▶ [Activity]: When responding, copy every record below exactly as it appears.

▶ [Data records]:
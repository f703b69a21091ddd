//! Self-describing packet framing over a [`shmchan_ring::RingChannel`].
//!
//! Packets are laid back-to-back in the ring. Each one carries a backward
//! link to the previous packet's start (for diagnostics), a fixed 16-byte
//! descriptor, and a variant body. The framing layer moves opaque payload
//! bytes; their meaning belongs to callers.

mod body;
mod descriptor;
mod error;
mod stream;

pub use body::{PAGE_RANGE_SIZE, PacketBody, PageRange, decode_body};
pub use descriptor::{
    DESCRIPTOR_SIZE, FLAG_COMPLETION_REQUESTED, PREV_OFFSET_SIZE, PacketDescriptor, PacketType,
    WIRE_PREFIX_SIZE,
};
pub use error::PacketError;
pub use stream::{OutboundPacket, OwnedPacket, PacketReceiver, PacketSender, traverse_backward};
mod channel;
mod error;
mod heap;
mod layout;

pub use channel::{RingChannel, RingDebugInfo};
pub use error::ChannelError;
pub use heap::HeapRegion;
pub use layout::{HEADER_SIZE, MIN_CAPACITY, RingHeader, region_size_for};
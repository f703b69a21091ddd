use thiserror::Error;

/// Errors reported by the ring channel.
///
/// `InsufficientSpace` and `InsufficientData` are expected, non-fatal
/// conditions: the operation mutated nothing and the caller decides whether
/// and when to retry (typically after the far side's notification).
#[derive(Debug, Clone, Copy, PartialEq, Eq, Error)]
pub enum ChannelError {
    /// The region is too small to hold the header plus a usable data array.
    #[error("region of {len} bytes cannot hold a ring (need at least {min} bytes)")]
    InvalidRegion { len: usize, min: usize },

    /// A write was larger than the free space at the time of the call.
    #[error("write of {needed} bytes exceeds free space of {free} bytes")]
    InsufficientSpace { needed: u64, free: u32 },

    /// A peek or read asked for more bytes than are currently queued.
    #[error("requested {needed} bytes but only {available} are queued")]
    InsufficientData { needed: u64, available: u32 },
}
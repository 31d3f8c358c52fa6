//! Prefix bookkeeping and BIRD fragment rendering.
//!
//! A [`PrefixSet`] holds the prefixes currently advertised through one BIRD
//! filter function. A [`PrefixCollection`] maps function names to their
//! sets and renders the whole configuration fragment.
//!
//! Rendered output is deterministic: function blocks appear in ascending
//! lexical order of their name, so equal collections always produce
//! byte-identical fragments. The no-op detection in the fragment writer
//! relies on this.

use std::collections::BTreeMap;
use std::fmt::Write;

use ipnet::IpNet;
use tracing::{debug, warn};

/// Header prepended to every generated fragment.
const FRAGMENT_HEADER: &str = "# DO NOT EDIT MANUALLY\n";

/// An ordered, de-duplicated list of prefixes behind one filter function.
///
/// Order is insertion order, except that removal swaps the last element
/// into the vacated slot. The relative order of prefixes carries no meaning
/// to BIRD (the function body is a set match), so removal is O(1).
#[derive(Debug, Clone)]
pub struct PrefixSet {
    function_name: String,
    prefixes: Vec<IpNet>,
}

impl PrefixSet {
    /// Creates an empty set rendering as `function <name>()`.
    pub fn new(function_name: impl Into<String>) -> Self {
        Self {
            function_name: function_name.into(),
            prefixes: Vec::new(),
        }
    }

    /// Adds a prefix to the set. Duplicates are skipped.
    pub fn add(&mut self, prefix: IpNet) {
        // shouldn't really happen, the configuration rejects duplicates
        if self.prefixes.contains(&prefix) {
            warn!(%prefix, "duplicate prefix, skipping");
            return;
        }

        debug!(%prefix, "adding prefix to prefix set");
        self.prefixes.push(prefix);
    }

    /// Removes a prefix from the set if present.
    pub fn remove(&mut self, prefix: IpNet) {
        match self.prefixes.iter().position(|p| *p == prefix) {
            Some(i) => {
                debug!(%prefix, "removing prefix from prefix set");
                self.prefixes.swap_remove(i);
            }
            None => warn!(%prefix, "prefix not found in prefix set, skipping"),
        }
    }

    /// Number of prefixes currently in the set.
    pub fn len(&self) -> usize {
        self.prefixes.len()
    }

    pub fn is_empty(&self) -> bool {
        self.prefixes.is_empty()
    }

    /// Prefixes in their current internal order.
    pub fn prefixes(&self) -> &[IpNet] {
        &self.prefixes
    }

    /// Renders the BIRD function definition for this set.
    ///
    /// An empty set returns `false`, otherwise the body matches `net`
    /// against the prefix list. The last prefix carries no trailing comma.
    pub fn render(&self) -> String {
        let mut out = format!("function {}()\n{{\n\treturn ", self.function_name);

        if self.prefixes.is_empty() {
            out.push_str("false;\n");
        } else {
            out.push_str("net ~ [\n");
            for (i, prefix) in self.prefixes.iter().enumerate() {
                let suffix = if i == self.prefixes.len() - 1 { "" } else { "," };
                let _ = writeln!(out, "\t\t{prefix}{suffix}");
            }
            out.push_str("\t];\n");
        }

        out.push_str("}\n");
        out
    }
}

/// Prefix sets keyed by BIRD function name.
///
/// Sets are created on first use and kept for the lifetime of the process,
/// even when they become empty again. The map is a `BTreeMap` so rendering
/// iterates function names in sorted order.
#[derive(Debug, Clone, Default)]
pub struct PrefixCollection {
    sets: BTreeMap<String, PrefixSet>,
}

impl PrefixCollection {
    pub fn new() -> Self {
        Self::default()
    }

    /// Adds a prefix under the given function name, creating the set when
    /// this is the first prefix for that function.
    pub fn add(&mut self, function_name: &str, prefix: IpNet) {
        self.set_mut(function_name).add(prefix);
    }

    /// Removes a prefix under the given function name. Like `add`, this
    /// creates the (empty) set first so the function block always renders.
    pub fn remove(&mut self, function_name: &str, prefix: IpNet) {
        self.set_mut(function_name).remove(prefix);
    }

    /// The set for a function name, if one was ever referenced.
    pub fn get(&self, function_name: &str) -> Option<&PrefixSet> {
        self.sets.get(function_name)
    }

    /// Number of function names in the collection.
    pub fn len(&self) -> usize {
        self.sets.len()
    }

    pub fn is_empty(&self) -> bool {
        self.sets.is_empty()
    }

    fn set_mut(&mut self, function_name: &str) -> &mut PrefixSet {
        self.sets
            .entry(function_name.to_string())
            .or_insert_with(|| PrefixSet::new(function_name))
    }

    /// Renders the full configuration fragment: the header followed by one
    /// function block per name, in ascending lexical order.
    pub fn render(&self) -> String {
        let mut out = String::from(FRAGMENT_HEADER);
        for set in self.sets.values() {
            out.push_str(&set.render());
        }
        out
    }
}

▶ [Answer section]:
repository f703b69a21091ddd
//! Self-describing packet framing over a [`shmchan_ring::RingChannel`].
//!
//! Packets are laid back-to-back in the ring. Each one carries a backward
//! link to the previous packet's start (for diagnostics), a fixed 16-byte
//! descriptor, and a variant body. The framing layer moves opaque payload
//! bytes; their meaning belongs to callers.

mod body;
mod descriptor;
mod error;
mod stream;

pub use body::{PAGE_RANGE_SIZE, PacketBody, PageRange, decode_body};
pub use descriptor::{
    DESCRIPTOR_SIZE, FLAG_COMPLETION_REQUESTED, PREV_OFFSET_SIZE, PacketDescriptor, PacketType,
    WIRE_PREFIX_SIZE,
};
pub use error::PacketError;
pub use stream::{OutboundPacket, OwnedPacket, PacketReceiver, PacketSender, traverse_backward};
mod channel;
mod error;
mod heap;
mod layout;

pub use channel::{RingChannel, RingDebugInfo};
pub use error::ChannelError;
pub use heap::HeapRegion;
pub use layout::{HEADER_SIZE, MIN_CAPACITY, RingHeader, region_size_for};
repository f703b69a21091ddd
use thiserror::Error;

/// Errors reported by the ring channel.
///
/// `InsufficientSpace` and `InsufficientData` are expected, non-fatal
/// conditions: the operation mutated nothing and the caller decides whether
/// and when to retry (typically after the far side's notification).
#[derive(Debug, Clone, Copy, PartialEq, Eq, Error)]
pub enum ChannelError {
    /// The region is too small to hold the header plus a usable data array.
    #[error("region of {len} bytes cannot hold a ring (need at least {min} bytes)")]
    InvalidRegion { len: usize, min: usize },

    /// A write was larger than the free space at the time of the call.
    #[error("write of {needed} bytes exceeds free space of {free} bytes")]
    InsufficientSpace { needed: u64, free: u32 },

    /// A peek or read asked for more bytes than are currently queued.
    #[error("requested {needed} bytes but only {available} are queued")]
    InsufficientData { needed: u64, available: u32 },
}
repository 31d3f8c358c52fa6
//! Prefix bookkeeping and BIRD fragment rendering.
//!
//! A [`PrefixSet`] holds the prefixes currently advertised through one BIRD
//! filter function. A [`PrefixCollection`] maps function names to their
//! sets and renders the whole configuration fragment.
//!
//! Rendered output is deterministic: function blocks appear in ascending
//! lexical order of their name, so equal collections always produce
//! byte-identical fragments. The no-op detection in the fragment writer
//! relies on this.

use std::collections::BTreeMap;
use std::fmt::Write;

use ipnet::IpNet;
use tracing::{debug, warn};

/// Header prepended to every generated fragment.
const FRAGMENT_HEADER: &str = "# DO NOT EDIT MANUALLY\n";

/// An ordered, de-duplicated list of prefixes behind one filter function.
///
/// Order is insertion order, except that removal swaps the last element
/// into the vacated slot. The relative order of prefixes carries no meaning
/// to BIRD (the function body is a set match), so removal is O(1).
#[derive(Debug, Clone)]
pub struct PrefixSet {
    function_name: String,
    prefixes: Vec<IpNet>,
}

impl PrefixSet {
    /// Creates an empty set rendering as `function <name>()`.
    pub fn new(function_name: impl Into<String>) -> Self {
        Self {
            function_name: function_name.into(),
            prefixes: Vec::new(),
        }
    }

    /// Adds a prefix to the set. Duplicates are skipped.
    pub fn add(&mut self, prefix: IpNet) {
        // shouldn't really happen, the configuration rejects duplicates
        if self.prefixes.contains(&prefix) {
            warn!(%prefix, "duplicate prefix, skipping");
            return;
        }

        debug!(%prefix, "adding prefix to prefix set");
        self.prefixes.push(prefix);
    }

    /// Removes a prefix from the set if present.
    pub fn remove(&mut self, prefix: IpNet) {
        match self.prefixes.iter().position(|p| *p == prefix) {
            Some(i) => {
                debug!(%prefix, "removing prefix from prefix set");
                self.prefixes.swap_remove(i);
            }
            None => warn!(%prefix, "prefix not found in prefix set, skipping"),
        }
    }

    /// Number of prefixes currently in the set.
    pub fn len(&self) -> usize {
        self.prefixes.len()
    }

    pub fn is_empty(&self) -> bool {
        self.prefixes.is_empty()
    }

    /// Prefixes in their current internal order.
    pub fn prefixes(&self) -> &[IpNet] {
        &self.prefixes
    }

    /// Renders the BIRD function definition for this set.
    ///
    /// An empty set returns `false`, otherwise the body matches `net`
    /// against the prefix list. The last prefix carries no trailing comma.
    pub fn render(&self) -> String {
        let mut out = format!("function {}()\n{{\n\treturn ", self.function_name);

        if self.prefixes.is_empty() {
            out.push_str("false;\n");
        } else {
            out.push_str("net ~ [\n");
            for (i, prefix) in self.prefixes.iter().enumerate() {
                let suffix = if i == self.prefixes.len() - 1 { "" } else { "," };
                let _ = writeln!(out, "\t\t{prefix}{suffix}");
            }
            out.push_str("\t];\n");
        }

        out.push_str("}\n");
        out
    }
}

/// Prefix sets keyed by BIRD function name.
///
/// Sets are created on first use and kept for the lifetime of the process,
/// even when they become empty again. The map is a `BTreeMap` so rendering
/// iterates function names in sorted order.
#[derive(Debug, Clone, Default)]
pub struct PrefixCollection {
    sets: BTreeMap<String, PrefixSet>,
}

impl PrefixCollection {
    pub fn new() -> Self {
        Self::default()
    }

    /// Adds a prefix under the given function name, creating the set when
    /// this is the first prefix for that function.
    pub fn add(&mut self, function_name: &str, prefix: IpNet) {
        self.set_mut(function_name).add(prefix);
    }

    /// Removes a prefix under the given function name. Like `add`, this
    /// creates the (empty) set first so the function block always renders.
    pub fn remove(&mut self, function_name: &str, prefix: IpNet) {
        self.set_mut(function_name).remove(prefix);
    }

    /// The set for a function name, if one was ever referenced.
    pub fn get(&self, function_name: &str) -> Option<&PrefixSet> {
        self.sets.get(function_name)
    }

    /// Number of function names in the collection.
    pub fn len(&self) -> usize {
        self.sets.len()
    }

    pub fn is_empty(&self) -> bool {
        self.sets.is_empty()
    }

    fn set_mut(&mut self, function_name: &str) -> &mut PrefixSet {
        self.sets
            .entry(function_name.to_string())
            .or_insert_with(|| PrefixSet::new(function_name))
    }

    /// Renders the full configuration fragment: the header followed by one
    /// function block per name, in ascending lexical order.
    pub fn render(&self) -> String {
        let mut out = String::from(FRAGMENT_HEADER);
        for set in self.sets.values() {
            out.push_str(&set.render());
        }
        out
    }
}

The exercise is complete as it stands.